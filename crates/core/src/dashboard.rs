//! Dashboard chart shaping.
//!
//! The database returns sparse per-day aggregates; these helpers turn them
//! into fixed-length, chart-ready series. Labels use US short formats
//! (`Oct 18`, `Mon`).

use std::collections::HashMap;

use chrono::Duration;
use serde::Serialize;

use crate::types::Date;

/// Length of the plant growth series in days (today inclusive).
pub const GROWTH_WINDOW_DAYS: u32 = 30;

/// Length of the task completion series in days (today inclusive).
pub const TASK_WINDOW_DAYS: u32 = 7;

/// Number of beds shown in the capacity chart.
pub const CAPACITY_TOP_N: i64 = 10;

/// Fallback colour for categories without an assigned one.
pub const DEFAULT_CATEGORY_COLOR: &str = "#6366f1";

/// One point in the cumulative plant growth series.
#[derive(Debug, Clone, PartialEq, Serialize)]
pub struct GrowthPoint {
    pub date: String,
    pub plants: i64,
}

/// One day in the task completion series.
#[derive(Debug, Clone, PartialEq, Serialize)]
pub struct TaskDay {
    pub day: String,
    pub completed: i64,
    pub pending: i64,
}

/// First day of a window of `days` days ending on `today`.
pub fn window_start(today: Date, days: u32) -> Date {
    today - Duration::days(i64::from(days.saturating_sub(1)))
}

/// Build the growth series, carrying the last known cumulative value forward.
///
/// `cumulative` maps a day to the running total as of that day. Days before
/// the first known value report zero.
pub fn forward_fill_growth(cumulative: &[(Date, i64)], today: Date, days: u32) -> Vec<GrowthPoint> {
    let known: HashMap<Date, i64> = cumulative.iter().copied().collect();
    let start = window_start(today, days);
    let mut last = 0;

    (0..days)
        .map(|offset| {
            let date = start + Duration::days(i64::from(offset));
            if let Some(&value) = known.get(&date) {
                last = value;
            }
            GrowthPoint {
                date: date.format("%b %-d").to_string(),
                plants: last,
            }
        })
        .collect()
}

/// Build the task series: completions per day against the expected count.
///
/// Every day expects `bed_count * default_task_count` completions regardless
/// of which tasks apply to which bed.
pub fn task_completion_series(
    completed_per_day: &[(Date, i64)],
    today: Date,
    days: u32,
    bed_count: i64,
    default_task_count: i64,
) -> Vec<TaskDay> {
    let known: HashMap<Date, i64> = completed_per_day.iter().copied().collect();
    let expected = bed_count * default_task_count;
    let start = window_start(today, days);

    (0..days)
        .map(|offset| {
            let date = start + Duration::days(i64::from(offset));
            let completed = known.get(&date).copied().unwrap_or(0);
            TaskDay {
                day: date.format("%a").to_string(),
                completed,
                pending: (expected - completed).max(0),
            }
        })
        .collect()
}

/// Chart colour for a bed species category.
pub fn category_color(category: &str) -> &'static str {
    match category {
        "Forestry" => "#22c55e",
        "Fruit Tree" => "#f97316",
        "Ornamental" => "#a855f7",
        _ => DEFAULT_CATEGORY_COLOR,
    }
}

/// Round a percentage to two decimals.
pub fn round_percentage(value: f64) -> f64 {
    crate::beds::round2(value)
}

* * *

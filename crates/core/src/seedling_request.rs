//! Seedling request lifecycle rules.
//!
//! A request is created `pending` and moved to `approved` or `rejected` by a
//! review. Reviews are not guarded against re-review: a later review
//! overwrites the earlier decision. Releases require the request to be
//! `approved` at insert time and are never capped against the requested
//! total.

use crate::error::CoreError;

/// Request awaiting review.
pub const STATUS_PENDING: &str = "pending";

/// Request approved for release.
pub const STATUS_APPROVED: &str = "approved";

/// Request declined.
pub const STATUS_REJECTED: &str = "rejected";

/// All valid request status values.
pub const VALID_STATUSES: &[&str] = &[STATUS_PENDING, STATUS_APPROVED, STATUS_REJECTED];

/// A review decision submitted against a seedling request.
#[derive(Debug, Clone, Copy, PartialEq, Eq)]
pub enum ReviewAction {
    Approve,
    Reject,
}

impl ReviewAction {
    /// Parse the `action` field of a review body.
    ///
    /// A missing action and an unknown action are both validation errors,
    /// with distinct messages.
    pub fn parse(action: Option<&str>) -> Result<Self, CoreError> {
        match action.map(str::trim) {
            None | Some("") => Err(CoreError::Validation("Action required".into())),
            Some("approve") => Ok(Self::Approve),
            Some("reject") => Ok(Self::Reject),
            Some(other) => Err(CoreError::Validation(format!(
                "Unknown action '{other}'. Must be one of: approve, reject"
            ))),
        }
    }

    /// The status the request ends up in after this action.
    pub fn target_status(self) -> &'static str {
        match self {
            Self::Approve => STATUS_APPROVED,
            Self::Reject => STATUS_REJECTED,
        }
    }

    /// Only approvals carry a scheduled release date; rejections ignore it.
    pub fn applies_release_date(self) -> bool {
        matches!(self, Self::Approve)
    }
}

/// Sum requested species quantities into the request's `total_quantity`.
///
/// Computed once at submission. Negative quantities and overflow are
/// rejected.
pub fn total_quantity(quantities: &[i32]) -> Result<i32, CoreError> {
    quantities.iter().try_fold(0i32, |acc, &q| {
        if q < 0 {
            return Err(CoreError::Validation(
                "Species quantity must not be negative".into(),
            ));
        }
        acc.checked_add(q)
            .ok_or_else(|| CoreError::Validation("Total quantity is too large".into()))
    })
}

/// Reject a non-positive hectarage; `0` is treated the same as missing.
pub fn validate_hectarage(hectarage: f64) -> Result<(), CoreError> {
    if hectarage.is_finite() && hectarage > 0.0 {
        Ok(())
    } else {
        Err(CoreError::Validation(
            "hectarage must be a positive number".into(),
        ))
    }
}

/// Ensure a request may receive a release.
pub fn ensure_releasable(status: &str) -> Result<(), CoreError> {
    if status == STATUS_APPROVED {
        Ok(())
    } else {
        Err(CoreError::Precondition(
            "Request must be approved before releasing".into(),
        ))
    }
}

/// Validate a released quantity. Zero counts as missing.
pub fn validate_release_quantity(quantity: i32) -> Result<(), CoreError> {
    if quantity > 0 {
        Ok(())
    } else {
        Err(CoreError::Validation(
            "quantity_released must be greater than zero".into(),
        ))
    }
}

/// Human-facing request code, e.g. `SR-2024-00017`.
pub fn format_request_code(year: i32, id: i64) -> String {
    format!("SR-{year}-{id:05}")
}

→ **WHAT YOU WILL DO**
Take the stretch of lines above from the one containing "filename crates/core/src/dashboard.rs" through the one containing "use chrono::Duration;" and repeat it exactly, adding no other line.

→ **SOLVED PROBLEM**
filename crates/core/src/dashboard.rs
//! Dashboard chart shaping.
//!
//! The database returns sparse per-day aggregates; these helpers turn them
//! into fixed-length, chart-ready series. Labels use US short formats
//! (`Oct 18`, `Mon`).

use std::collections::HashMap;

use chrono::Duration;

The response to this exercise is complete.